When isolated, C. pilata over 12 mm generally laid eggs within 48 hrs of isolation. Specimens under 12 mm never did.
Adult feeding: Adult specimens were observed feeding on hydroids. Fecal analysis showed several local diatoms intermixed in the fecal matter. I don't know if that means the animal is eating the biofilm off the hydroid or the hydroid itself and ingesting the diatoms in the process.
Wilson, W. H.. (1979) An Annotated Checklist of the Shallow-water Marine Invertebrates of the Morehead city-Beaufort Region of North Carolina. (C.H. Preston, Ed.). Morehead City: University of North Carolina Institute of Marine Sciences
Department of Applied Marine Science
Carteret Community College
Morehead City, NC, USA
Fernando, A.V., 2006 (Dec 4) Cratena pilata from North Carolina, USA. [Message in] Sea Slug Forum. Australian Museum, Sydney. Available from http://www.seaslugforum.net/find/18742
Thanks for this detailed information. You are right in thinking the Fact Sheet for this species is a bit sparse. It is surprising how little readily available information is available on the opisthobranch fauna of the temperate region of the Nth American east coast. The only general source I know is Sherman Bleakney's book for Canada and the Gulf of Maine. This species is a good example, well illustrating Terry Gosliner's comment [#1142] that 'many of the common species in New England are in need of taxonomic revision'.
I like the photo of the mouth showing the serrated edge of one of the jaw plates.

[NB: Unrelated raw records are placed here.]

// Logos Core Library
//
// Capacity tracking, priority queuing and admission control for the Logos gateway

pub mod error;
pub mod queue;
pub mod registry;
pub mod scheduler;
pub mod sdi;
pub mod types;

pub use error::{QueueError, SchedulingError, SdiError};
pub use queue::{EntryId, QueueConfig, QueueEntry, QueueManager, QueueState, QueueVisibility};
pub use registry::ProviderRegistry;
pub use scheduler::{
    FirstCandidateScheduler, Scheduler, SchedulerConfig, SchedulerCore, SchedulerQueue,
    SchedulerStats, UtilizationScheduler,
};
pub use sdi::{
    CloudFacade, CloudProviderConfig, LoadedModel, LoadedModelSource, LocalFacade,
    LocalProviderConfig, ProviderHandle, RateLimitHeaders, SchedulingDataInterface,
};
pub use types::{
    Capacity, CloudCapacity, DeploymentId, DeploymentMetadata, LocalCapacity, ModelStatus,
    Priority, ProviderKind, ProviderMetrics, RequestId, RequestMetrics, SchedulingCandidate,
    SchedulingRequest, SchedulingResult,
};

Bleakney, J.S. (1996) Sea Slugs of Atlantic Canada and the Gulf of Maine
July 31, 1999
From: Betsey Hansen
The attached slides were taken in the northwestern Atlantic Ocean just off the coast of Long Island New York. The depth was about 20 feet (6 meters). There were two of these Nudibranchs in the area on hydroids. One of the shots shows their eggs. I think it is a Coryphella, but I have not been able to identify the species. The records for Northern Atlantic nudibranchs are very limited.
Elizabeth.P.Hansen@chase.comHansen, E.P., 1999 (Jul 31) Aeolid from New York. [Message in] Sea Slug Forum. Australian Museum, Sydney. Available from http://www.seaslugforum.net/find/1130
Rather than make a guess I will leave it to someone else to help us out. I can't really estimate its size, but if I was making a guess I would say a Cuthona or a related genus. Can someone with a knowledge of the fauna of the US east coast come to our aid please.
July 31, 1999
From: Terry Gosliner
The aeolid is indeed an old friend, from my days in New Hampshire. It is Cratena pilata. Marcus first placed it in Cratena. It is probably a Sakuraeolis or something like that based on the penial glands that are found in that species. It certainly is not a Cratena. Even many of the common species in New England are in need of taxonomic revision.